En pretéritos tiempos masajísticos, se acuñaba el término “Empotamiento”. Muchas veces pensé que podía haberme vuelto inmune a aquel placentero “maleficio”. Pero la primera visita a Oriana no se me borraba del recuerdo.
Tanto fue al cantaro el agua, que no tuve más remedio que agendar una nueva visita.
A diferencia de la vez anterior, trazas confianza me inundaban, confianza pues ya había estado en sus manos y la conversación, esperaba yo, fluiría cordialmente.
Me equivoqué…
El trato fue como si nos viésemos todos los días y durante mucho tiempo.
Ella misma abrió la puerta y, confesando que no pensó que volvería, me llevó al box.
Estaba con ropa normal, me refiero a que tal como se le podría ver en la calle, y las alarmas de peligro, se encendieron raudas.
Me dice que se irá a poner más sexy y, francamente era imposible, me lleva a la ducha.
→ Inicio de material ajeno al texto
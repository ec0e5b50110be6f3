//! Transform errors

use once_cell::sync::Lazy;
use regex::Regex;
use thiserror::Error;

/// First run of decimal digits in a parser message
static DIGITS_RE: Lazy<Regex> = Lazy::new(|| Regex::new(r"\d+").unwrap());

pub type Result<T> = std::result::Result<T, TransformError>;

/// Failure of a single transform request.
#[derive(Debug, Clone, PartialEq, Eq, Error)]
pub enum TransformError {
    /// The drawing is not valid JSON.
    #[error("{message}")]
    MalformedJson {
        message: String,
        /// Byte offset of the failure in the BOM-stripped text
        position: Option<usize>,
    },
}

impl TransformError {
    /// Translate a `serde_json` failure on `source` into a diagnostic-ready error.
    pub fn malformed_json(err: &serde_json::Error, source: &str) -> Self {
        TransformError::MalformedJson {
            message: describe_parse_failure(&err.to_string()),
            position: byte_offset(source, err.line(), err.column()),
        }
    }

    /// The message/position pair handed to the host.
    pub fn diagnostic(&self) -> Diagnostic {
        match self {
            TransformError::MalformedJson { message, position } => Diagnostic {
                message: message.clone(),
                position: *position,
            },
        }
    }
}

/// What the host's error channel receives.
#[derive(Debug, Clone, PartialEq, Eq)]
pub struct Diagnostic {
    pub message: String,
    pub position: Option<usize>,
}

/// Compose the user-facing message from an opaque parser message.
///
/// The first digit run is read as a line number. Parser wording is not stable across
/// versions, so a missing or zero run falls back to the generic message.
pub fn describe_parse_failure(parser_message: &str) -> String {
    let line = DIGITS_RE
        .find(parser_message)
        .and_then(|m| m.as_str().parse::<u64>().ok())
        .filter(|line| *line > 0);

    match line {
        Some(line) => format!(
            "Failed to parse JSON file, invalid JSON syntax found at line {}",
            line
        ),
        None => "Failed to parse JSON file.".to_string(),
    }
}

/// Convert a 1-based line and column into a byte offset into `source`.
fn byte_offset(source: &str, line: usize, column: usize) -> Option<usize> {
    if line == 0 {
        return None;
    }

    let line_start = if line == 1 {
        0
    } else {
        source
            .match_indices('\n')
            .nth(line - 2)
            .map(|(index, _)| index + 1)?
    };

    Some((line_start + column.saturating_sub(1)).min(source.len()))
}

#[cfg(test)]
mod tests {
    use super::*;

    #[test]
    fn should_use_first_digit_run_as_line() {
        assert_eq!(
            describe_parse_failure("expected value at line 3 column 7"),
            "Failed to parse JSON file, invalid JSON syntax found at line 3"
        );
    }

    #[test]
    fn should_fall_back_without_digits() {
        assert_eq!(
            describe_parse_failure("unexpected end"),
            "Failed to parse JSON file."
        );
        assert_eq!(
            describe_parse_failure("error at 0"),
            "Failed to parse JSON file."
        );
    }

    #[test]
    fn should_fall_back_when_first_digits_are_not_a_line() {
        let err = serde_json::from_str::<serde_json::Value>("\"a\u{1}b\"").unwrap_err();
        assert!(err.to_string().contains("\\u0000"));
        assert_eq!(
            describe_parse_failure(&err.to_string()),
            "Failed to parse JSON file."
        );
    }

    #[test]
    fn should_locate_byte_offset() {
        let source = "{\n  \"a\": }";
        assert_eq!(byte_offset(source, 2, 8), Some(9));
        assert_eq!(byte_offset(source, 1, 1), Some(0));
        assert_eq!(byte_offset(source, 0, 0), None);
        assert_eq!(byte_offset(source, 5, 1), None);
    }
}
Cambiamos de box, por uno más grande, y vuelve enfundada en un body blanco…demencialmente sexy (Las alarmas de peligro, ya se habían fundido).
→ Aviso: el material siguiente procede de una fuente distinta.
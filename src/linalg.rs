//! Thin wrappers around the local dense backend (`rlst`): thin SVD, matrix
//! multiply, diagonal construction, Frobenius norm, column norms.
//! Centralising them here keeps `local.rs`/`reconstruct.rs` free of `rlst`
//! plumbing, the same way a pseudo-inverse helper lives in its own
//! `linalg` module rather than inlined at every call site.

use rlst::prelude::*;

use crate::types::{RMat, RealScalar};

/// Economy (thin) SVD `M = U · diag(sigma) · V^T`, returning `U` and the
/// singular values in descending order. `V^T` itself is never needed by
/// this crate (only column norms of `A^T U` are, in `reconstruct.rs`), so
/// it is discarded here rather than threaded through every caller.
pub fn thin_svd<T: RealScalar>(m: &RMat<T>) -> (RMat<T>, Vec<T>)
where
    RMat<T>: MatrixSvd<Item = T>,
{
    let shape = m.shape();
    let (rows, cols) = (shape[0], shape[1]);
    let k = rows.min(cols);

    let mut u = rlst_dynamic_array2!(T, [rows, k]);
    let mut sigma = vec![T::zero(); k];
    let mut vt = rlst_dynamic_array2!(T, [k, cols]);

    m.view()
        .into_svd_alloc(u.view_mut(), sigma.as_mut_slice(), vt.view_mut(), SvdMode::Reduced)
        .expect("local SVD failed to converge");

    (u, sigma)
}

/// `A · B`, dense-dense, resized to fit.
pub fn matmul<T: RealScalar>(a: &RMat<T>, b: &RMat<T>) -> RMat<T> {
    empty_array::<T, 2>().simple_mult_into_resize(a.view(), b.view())
}

/// Scale the columns of `m` in place by `diag[j]`, i.e. `m := m * diag(d)`.
pub fn scale_columns_inplace<T: RealScalar>(m: &mut RMat<T>, d: &[T]) {
    for (mut col, &dj) in m.col_iter_mut().zip(d.iter()) {
        col.scale_inplace(dj);
    }
}

/// Frobenius norm of a dense local matrix: `sqrt(sum of squared entries)`.
pub fn fro_norm<T: RealScalar>(m: &RMat<T>) -> T {
    m.view().norm_2()
}

/// Squared Frobenius norm of the tail `sigma[from..]`.
pub fn tail_norm_sq<T: RealScalar>(sigma: &[T], from: usize) -> T {
    sigma[from.min(sigma.len())..]
        .iter()
        .map(|&s| s * s)
        .fold(T::zero(), |a, b| a + b)
}

/// 2-norm of every column of `m`.
pub fn col_norms<T: RealScalar>(m: &RMat<T>) -> Vec<T> {
    m.col_iter().map(|c| c.norm_2()).collect()
}

/// Column-wise concatenation `[a_0 | a_1 | ... ]`, in the given order, all
/// sharing the same row count.
pub fn hstack<T: RealScalar>(blocks: &[RMat<T>]) -> RMat<T> {
    let rows = blocks[0].shape()[0];
    let total_cols: usize = blocks.iter().map(|b| b.shape()[1]).sum();
    let mut out = rlst_dynamic_array2!(T, [rows, total_cols]);

    let mut col_iter = out.col_iter_mut();
    for block in blocks {
        for src_col in block.col_iter() {
            let mut dst_col = col_iter.next().expect("hstack: column count mismatch");
            dst_col.fill_from(src_col.view());
        }
    }
    out
}

/// Zero matrix of the given shape.
pub fn zeros<T: RealScalar>(rows: usize, cols: usize) -> RMat<T> {
    rlst_dynamic_array2!(T, [rows, cols])
}

/// Owned, independent copy of `m`.
pub fn clone_mat<T: RealScalar>(m: &RMat<T>) -> RMat<T> {
    let shape = m.shape();
    let mut out = rlst_dynamic_array2!(T, [shape[0], shape[1]]);
    out.data_mut().copy_from_slice(m.data());
    out
}

/// Dense `k x k` diagonal matrix built from `values`.
pub fn diag<T: RealScalar>(values: &[T]) -> RMat<T> {
    let k = values.len();
    let mut out = rlst_dynamic_array2!(T, [k, k]);
    for (i, &v) in values.iter().enumerate() {
        *out.get_mut([i, i]).unwrap() = v;
    }
    out
}

#[cfg(test)]
mod tests {
    use super::*;

    fn from_rows(rows: &[[f64; 2]]) -> RMat<f64> {
        let mut m = rlst_dynamic_array2!(f64, [rows.len(), 2]);
        for (i, row) in rows.iter().enumerate() {
            for (j, &v) in row.iter().enumerate() {
                *m.get_mut([i, j]).unwrap() = v;
            }
        }
        m
    }

    #[test]
    fn hstack_concatenates_columns_in_order() {
        let a = from_rows(&[[1.0, 2.0], [3.0, 4.0]]);
        let b = from_rows(&[[5.0, 6.0], [7.0, 8.0]]);
        let out = hstack(&[a, b]);
        assert_eq!(out.shape(), [2, 4]);
        assert_eq!(out.data(), &[1.0, 3.0, 2.0, 4.0, 5.0, 7.0, 6.0, 8.0]);
    }

    #[test]
    fn col_norms_matches_euclidean_length() {
        let m = from_rows(&[[3.0, 0.0], [4.0, 0.0]]);
        let norms = col_norms(&m);
        assert!((norms[0] - 5.0).abs() < 1e-12);
        assert!((norms[1] - 0.0).abs() < 1e-12);
    }

    #[test]
    fn tail_norm_sq_is_zero_past_the_end() {
        let sigma = vec![3.0, 4.0];
        assert!((tail_norm_sq(&sigma, 0) - 25.0).abs() < 1e-12);
        assert!((tail_norm_sq(&sigma, 1) - 16.0).abs() < 1e-12);
        assert_eq!(tail_norm_sq(&sigma, 2), 0.0);
        assert_eq!(tail_norm_sq(&sigma, 5), 0.0);
    }

    #[test]
    fn scale_columns_inplace_scales_each_column() {
        let mut m = from_rows(&[[1.0, 1.0], [1.0, 1.0]]);
        scale_columns_inplace(&mut m, &[2.0, 0.5]);
        assert_eq!(m.data(), &[2.0, 2.0, 0.5, 0.5]);
    }

    #[test]
    fn diag_places_values_on_the_diagonal() {
        let d = diag(&[1.0, 2.0, 3.0]);
        assert_eq!(d.shape(), [3, 3]);
        assert_eq!(*d.get([1, 1]).unwrap(), 2.0);
        assert_eq!(*d.get([0, 1]).unwrap(), 0.0);
    }

    #[test]
    fn clone_mat_is_independent_of_the_source() {
        let m = from_rows(&[[1.0, 2.0], [3.0, 4.0]]);
        let mut c = clone_mat(&m);
        *c.get_mut([0, 0]).unwrap() = 99.0;
        assert_eq!(*m.get([0, 0]).unwrap(), 1.0);
    }
}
En un lento degradé , como cantaba Gustavo, me tendí sobre la camilla, y comienza el masaje…suave pero intenso.
Recorre y deshace una serie de nudos en mi espalda…
Llegado el momento de volcarme de espaldas, cubro mis partes pudendas (sin falsa vergüenza, debo aclarar), y puedo admirarla de pies a cabeza, sin escatimar en llenar el cuenco de mis ojos con su figura.
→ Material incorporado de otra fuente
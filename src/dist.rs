//! `DistMatrix`: the column-split dense array this crate reduces over.
//!
//! No crate on crates.io exposes exactly the shape/partition metadata this
//! algorithm needs, so it is implemented here the same way domain
//! containers elsewhere in this codebase are built (a `Grid`, a
//! `MultiNodeTree`): a thin struct pairing a local `rlst` buffer with
//! partition metadata and a communicator reference, built up with
//! constructors rather than derived from a generic "array" trait.

use mpi::collective::SystemOperation;
use mpi::topology::Communicator;

use crate::linalg;
use crate::types::{RMat, RealScalar};

/// Dense `m x n` matrix, split column-wise (`split == 1`) or row-wise
/// (`split == 0`) across the ranks of `comm`. `split == None` marks a
/// replicated matrix held identically (and fully) on every rank.
pub struct DistMatrix<'a, C: Communicator, T: RealScalar> {
    local: RMat<T>,
    split: Option<usize>,
    comm: &'a C,
}

impl<'a, C: Communicator, T: RealScalar> DistMatrix<'a, C, T> {
    /// Wrap an already-partitioned local block. `split` is the axis along
    /// which `local` is this rank's contiguous slice of the global matrix.
    pub fn from_local(comm: &'a C, local: RMat<T>, split: usize) -> Self {
        assert!(split == 0 || split == 1, "split must be 0 or 1");
        DistMatrix {
            local,
            split: Some(split),
            comm,
        }
    }

    /// Wrap a local buffer that is already replicated, identically, on
    /// every rank (`split = None`).
    pub fn replicated(comm: &'a C, local: RMat<T>) -> Self {
        DistMatrix {
            local,
            split: None,
            comm,
        }
    }

    /// This rank's local shape `(rows, cols)`.
    pub fn local_shape(&self) -> [usize; 2] {
        let shape = self.local.shape();
        [shape[0], shape[1]]
    }

    /// The split axis, or `None` if replicated.
    pub fn split(&self) -> Option<usize> {
        self.split
    }

    /// This rank's local dense buffer.
    pub fn local(&self) -> &RMat<T> {
        &self.local
    }

    /// Consume, handing back the local buffer.
    pub fn into_local(self) -> RMat<T> {
        self.local
    }

    /// Per-rank local width along the split axis, known to every rank.
    pub fn lshape_map(&self) -> Vec<usize> {
        let size = self.comm.size() as usize;
        let my_width = match self.split {
            Some(axis) => self.local_shape()[axis],
            None => self.local_shape()[1],
        };
        let mut widths = vec![0u64; size];
        for (rank, w) in widths.iter_mut().enumerate() {
            let mut v = if rank as i32 == self.comm.rank() {
                my_width as u64
            } else {
                0u64
            };
            self.comm.process_at_rank(rank as i32).broadcast_into(&mut v);
            *w = v;
        }
        widths.into_iter().map(|w| w as usize).collect()
    }

    /// Global `(rows, cols)`, derived from `lshape_map` along the split
    /// axis and this rank's local size along the other. `None`-split
    /// (replicated) matrices already have their full shape locally.
    pub fn global_shape(&self) -> [usize; 2] {
        match self.split {
            None => self.local_shape(),
            Some(axis) => {
                let total = self.lshape_map().iter().sum();
                let mut shape = self.local_shape();
                shape[axis] = total;
                shape
            }
        }
    }

    /// Cheap metadata-and-local-transpose flip: a row-split `(split=0)`
    /// matrix transposed becomes column-split, because each rank's local
    /// row block, transposed in place, is already that rank's column block
    /// of `A^T` — no redistribution is required.
    pub fn transpose_view(&self) -> DistMatrix<'a, C, T> {
        let transposed = self.local.view().transpose().eval();
        let split = self.split.map(|axis| 1 - axis);
        DistMatrix {
            local: transposed,
            split,
            comm: self.comm,
        }
    }

    /// Global Frobenius norm, via a local partial sum of squares followed
    /// by a sum-reduction across the communicator.
    pub fn vector_norm(&self) -> T {
        let local_sq = {
            let n = linalg::fro_norm(&self.local);
            n * n
        };
        let mut global_sq = T::zero();
        self.comm
            .all_reduce_into(&local_sq, &mut global_sq, &SystemOperation::sum());
        global_sq.sqrt()
    }

    /// A reference to the owning communicator.
    pub fn comm(&self) -> &'a C {
        self.comm
    }
}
En un momento me dice “Me ayudas a quitarme esto? Es que tengo las manos con crema”
Asentí como cuando niño me entregaban la mesada semanal.
Debo confesar que mis manos se volvieron frágiles, me convertí en un torpe y no conseguía ayudarle.
Toda vez que pude hacerlo su piel blanca enceguecía mis ojos…
Un abrazo piel a piel, fue el comienzo de una espiral de sensualidad y placer.
Los besos tiernos, las caricias suaves y profundas…mis manos no cesaban, prodigas de caricias, de recorrer su piel por completo.
Bebí de la fuente de placer absoluto, cual sediento caminante del desierto. A la vez, acariciaba sus pechos, aquellos insolentes pechos llenos de juventud y belleza plena.
Devoramos nuestros sexos elevando la temperatura de la habitación, entrecortando la respiración y agitándonos mutuamente.
Puede besar cada rincón de su piel…cada uno. Descubriendo los detonantes de placer.
Ella sobre la camilla y yo de pie a un costado, nos fundimos en abrazos, besos y caricias hasta explotar de pasión asiéndonos con más fuerza el uno hacia el otro.
Imposible no recordar su sonrisa, sus ojos, su cuerpo angelical que llevaron a este cuerpo decadente a la fuente absoluta de la juventud.